Supplied data:
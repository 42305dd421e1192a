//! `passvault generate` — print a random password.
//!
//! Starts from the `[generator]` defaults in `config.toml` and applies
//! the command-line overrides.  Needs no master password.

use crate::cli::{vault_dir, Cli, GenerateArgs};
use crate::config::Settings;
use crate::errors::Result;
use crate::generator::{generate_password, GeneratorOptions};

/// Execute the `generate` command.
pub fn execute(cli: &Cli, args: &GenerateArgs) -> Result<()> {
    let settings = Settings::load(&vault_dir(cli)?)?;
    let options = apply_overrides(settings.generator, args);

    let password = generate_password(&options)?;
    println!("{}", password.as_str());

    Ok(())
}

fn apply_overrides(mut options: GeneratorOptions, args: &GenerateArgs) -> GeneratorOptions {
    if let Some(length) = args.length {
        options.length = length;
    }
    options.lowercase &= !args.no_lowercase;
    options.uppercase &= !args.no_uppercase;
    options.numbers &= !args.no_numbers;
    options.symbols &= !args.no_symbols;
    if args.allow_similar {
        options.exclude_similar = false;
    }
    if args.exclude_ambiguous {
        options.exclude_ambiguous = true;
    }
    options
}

...

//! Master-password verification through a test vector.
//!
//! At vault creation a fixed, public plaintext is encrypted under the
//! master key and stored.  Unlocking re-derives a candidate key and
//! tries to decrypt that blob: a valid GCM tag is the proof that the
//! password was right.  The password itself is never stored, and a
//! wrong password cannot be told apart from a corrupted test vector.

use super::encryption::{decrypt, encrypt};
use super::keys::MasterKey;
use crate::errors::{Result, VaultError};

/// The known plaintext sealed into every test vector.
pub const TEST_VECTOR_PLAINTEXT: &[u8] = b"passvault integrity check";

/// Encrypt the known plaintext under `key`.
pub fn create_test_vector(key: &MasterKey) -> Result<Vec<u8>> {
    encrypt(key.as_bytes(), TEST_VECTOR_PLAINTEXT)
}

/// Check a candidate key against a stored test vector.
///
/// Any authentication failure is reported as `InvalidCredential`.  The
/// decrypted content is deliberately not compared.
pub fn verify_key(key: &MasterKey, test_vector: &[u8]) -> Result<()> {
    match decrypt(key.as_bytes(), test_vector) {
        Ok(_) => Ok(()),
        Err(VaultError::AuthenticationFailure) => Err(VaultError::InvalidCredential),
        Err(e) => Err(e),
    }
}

What is expected:
Show all lines from the data that contain "candidate".

Response:
//! master key and stored.  Unlocking re-derives a candidate key and
/// Check a candidate key against a stored test vector.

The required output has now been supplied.